>>>

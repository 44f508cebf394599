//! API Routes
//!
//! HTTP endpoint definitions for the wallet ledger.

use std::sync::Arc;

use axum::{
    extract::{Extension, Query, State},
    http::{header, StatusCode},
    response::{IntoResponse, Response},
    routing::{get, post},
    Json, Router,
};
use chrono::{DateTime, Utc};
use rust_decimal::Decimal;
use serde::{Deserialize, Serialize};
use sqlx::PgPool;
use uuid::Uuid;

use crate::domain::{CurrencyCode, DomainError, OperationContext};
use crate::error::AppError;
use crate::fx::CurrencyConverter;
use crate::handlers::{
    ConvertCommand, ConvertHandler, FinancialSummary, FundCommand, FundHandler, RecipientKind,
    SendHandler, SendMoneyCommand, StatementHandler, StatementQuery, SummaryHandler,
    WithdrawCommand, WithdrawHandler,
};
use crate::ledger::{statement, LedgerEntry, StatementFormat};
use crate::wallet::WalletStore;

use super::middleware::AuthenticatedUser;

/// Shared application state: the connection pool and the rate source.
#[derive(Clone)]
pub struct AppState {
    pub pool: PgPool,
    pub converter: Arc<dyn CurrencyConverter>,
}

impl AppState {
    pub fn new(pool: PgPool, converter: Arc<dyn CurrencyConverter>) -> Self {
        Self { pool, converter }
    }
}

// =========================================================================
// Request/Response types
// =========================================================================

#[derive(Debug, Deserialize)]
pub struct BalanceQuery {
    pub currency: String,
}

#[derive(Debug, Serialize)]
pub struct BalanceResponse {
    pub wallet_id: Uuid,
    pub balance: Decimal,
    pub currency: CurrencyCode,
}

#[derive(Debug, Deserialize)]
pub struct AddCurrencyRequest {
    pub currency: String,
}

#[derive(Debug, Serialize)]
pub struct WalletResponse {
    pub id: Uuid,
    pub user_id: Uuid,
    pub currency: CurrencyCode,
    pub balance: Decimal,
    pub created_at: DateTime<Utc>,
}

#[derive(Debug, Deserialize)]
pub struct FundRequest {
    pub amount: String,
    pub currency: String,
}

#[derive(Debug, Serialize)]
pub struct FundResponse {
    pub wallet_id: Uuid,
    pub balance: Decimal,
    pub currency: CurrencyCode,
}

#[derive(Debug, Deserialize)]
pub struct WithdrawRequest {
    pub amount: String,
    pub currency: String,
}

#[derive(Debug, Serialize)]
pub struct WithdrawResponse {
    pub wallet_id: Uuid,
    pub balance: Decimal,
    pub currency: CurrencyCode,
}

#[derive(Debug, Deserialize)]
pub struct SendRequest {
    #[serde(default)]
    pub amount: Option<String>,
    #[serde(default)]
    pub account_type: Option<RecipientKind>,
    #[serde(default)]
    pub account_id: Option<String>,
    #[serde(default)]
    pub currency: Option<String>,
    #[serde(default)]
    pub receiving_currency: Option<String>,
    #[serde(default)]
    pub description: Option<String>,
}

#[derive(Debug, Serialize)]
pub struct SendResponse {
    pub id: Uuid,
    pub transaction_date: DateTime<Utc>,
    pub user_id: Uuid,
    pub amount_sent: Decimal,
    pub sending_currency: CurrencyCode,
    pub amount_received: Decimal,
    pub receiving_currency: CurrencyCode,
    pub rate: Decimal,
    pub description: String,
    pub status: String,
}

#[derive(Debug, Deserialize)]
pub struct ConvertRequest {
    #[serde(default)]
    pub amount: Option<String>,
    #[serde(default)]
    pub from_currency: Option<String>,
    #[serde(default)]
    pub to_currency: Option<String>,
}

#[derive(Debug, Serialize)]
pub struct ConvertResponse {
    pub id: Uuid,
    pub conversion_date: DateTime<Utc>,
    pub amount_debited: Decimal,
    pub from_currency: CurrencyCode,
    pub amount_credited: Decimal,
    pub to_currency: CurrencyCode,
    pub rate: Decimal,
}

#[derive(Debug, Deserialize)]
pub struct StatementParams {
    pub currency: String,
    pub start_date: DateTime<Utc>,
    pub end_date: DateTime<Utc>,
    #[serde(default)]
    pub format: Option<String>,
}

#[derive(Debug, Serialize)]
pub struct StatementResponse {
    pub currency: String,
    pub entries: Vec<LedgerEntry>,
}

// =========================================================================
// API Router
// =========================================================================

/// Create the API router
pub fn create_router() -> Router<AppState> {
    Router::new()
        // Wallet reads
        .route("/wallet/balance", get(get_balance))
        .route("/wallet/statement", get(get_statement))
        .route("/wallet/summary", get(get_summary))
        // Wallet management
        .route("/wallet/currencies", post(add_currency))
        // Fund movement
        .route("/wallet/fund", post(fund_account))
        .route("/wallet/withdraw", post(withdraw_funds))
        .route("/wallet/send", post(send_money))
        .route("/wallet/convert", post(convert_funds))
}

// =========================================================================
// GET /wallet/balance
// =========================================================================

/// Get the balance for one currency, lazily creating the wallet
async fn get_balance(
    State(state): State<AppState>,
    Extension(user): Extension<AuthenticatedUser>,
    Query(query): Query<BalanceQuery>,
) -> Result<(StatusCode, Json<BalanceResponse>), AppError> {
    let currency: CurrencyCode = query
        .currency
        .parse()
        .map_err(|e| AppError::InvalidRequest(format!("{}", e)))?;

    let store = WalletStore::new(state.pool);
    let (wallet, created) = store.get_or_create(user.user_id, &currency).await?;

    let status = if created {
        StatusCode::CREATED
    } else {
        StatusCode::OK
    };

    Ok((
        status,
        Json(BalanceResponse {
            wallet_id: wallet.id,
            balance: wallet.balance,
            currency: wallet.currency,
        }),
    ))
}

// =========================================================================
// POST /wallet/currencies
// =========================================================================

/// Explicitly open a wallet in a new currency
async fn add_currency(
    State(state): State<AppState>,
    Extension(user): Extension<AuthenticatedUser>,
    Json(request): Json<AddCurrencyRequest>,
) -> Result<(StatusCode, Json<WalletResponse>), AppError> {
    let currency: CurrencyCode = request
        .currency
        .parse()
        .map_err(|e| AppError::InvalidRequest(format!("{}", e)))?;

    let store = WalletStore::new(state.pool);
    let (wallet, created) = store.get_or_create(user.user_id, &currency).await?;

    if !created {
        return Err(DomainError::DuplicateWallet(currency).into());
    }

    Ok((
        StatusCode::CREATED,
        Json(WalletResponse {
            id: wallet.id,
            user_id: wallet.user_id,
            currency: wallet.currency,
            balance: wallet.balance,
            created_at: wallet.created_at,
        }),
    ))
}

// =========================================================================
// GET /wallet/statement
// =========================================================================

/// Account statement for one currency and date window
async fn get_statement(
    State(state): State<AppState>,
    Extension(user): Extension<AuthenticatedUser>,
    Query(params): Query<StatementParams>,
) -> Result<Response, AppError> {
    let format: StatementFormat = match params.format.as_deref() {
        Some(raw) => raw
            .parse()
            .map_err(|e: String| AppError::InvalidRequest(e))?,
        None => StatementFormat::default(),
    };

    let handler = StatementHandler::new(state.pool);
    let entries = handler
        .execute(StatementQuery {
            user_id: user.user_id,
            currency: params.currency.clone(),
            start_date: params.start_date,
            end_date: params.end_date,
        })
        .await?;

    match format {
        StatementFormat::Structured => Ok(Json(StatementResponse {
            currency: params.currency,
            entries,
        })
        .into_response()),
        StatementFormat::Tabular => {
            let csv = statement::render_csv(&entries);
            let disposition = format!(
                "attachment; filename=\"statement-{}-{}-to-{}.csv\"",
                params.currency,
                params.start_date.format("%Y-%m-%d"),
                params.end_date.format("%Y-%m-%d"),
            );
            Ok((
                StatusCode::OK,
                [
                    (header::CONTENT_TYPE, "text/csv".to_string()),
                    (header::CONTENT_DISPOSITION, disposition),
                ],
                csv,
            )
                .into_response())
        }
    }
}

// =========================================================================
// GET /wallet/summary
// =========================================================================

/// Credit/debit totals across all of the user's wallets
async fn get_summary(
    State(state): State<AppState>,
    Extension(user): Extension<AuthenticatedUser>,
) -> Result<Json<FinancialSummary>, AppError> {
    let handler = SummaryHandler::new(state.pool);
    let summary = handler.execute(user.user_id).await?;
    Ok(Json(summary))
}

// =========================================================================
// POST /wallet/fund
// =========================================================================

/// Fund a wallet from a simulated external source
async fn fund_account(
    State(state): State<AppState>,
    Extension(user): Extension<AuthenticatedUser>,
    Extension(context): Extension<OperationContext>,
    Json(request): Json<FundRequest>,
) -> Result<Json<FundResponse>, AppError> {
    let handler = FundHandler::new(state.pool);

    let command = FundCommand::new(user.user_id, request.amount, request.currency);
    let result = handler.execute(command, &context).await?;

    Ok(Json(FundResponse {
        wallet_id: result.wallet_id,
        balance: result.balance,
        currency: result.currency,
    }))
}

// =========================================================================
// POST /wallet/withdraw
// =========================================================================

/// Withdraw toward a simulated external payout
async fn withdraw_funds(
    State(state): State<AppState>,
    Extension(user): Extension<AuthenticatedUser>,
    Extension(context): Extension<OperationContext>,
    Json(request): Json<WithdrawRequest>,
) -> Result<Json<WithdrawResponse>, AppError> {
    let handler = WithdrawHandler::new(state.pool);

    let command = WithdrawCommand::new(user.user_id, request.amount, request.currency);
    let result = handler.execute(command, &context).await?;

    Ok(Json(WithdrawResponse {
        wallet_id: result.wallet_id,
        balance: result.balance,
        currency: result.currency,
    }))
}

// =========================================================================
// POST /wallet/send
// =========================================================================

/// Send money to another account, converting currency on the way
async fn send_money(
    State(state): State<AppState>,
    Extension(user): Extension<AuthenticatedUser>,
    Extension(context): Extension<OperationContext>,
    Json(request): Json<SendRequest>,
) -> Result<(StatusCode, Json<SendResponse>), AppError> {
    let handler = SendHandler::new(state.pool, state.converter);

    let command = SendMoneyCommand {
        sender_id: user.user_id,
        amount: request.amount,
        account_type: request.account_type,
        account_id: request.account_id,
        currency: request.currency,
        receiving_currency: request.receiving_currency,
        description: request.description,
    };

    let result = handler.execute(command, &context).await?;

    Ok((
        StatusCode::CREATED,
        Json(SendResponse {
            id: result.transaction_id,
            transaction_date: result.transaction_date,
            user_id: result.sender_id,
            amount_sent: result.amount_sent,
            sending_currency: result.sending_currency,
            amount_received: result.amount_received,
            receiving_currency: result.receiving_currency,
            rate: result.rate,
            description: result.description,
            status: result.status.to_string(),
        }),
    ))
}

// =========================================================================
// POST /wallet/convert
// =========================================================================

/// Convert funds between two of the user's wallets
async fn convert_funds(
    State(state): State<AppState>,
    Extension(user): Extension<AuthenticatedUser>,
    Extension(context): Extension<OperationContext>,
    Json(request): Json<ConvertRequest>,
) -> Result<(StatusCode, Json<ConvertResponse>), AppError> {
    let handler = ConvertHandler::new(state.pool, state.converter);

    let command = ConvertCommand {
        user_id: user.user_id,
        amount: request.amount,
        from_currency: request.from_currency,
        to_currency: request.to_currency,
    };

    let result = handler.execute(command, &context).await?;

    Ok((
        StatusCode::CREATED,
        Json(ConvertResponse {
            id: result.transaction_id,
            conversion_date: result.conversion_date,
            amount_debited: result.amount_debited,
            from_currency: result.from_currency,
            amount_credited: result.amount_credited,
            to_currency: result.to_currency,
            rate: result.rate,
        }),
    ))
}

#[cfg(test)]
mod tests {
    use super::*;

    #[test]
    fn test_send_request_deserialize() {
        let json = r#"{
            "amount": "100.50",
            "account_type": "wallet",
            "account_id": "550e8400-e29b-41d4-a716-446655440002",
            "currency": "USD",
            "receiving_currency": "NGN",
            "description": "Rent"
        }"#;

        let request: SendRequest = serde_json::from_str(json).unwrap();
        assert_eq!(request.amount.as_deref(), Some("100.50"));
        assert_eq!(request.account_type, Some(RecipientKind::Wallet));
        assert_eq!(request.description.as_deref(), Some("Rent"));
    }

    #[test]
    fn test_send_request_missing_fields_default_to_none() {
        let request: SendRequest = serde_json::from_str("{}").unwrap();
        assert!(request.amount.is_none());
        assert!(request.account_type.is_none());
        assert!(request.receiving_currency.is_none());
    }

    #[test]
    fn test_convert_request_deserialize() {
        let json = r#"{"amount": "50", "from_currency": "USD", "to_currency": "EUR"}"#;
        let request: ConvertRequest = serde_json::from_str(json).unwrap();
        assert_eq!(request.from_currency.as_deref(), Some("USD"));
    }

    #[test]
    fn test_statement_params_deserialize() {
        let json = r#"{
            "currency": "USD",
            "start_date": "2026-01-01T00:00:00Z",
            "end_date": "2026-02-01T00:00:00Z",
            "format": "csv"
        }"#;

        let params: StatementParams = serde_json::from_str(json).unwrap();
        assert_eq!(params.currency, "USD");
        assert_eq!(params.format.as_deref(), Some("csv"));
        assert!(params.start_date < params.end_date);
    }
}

<<<

| INSTRUCTIONS FOR THE TASK |
When "description" shows up in a line of the material, report that line.

| OUTPUT OF THE EXERCISE |
    pub description: Option<String>,
    pub description: String,
        description: request.description,
            description: result.description,
            "description": "Rent"
        assert_eq!(request.description.as_deref(), Some("Rent"));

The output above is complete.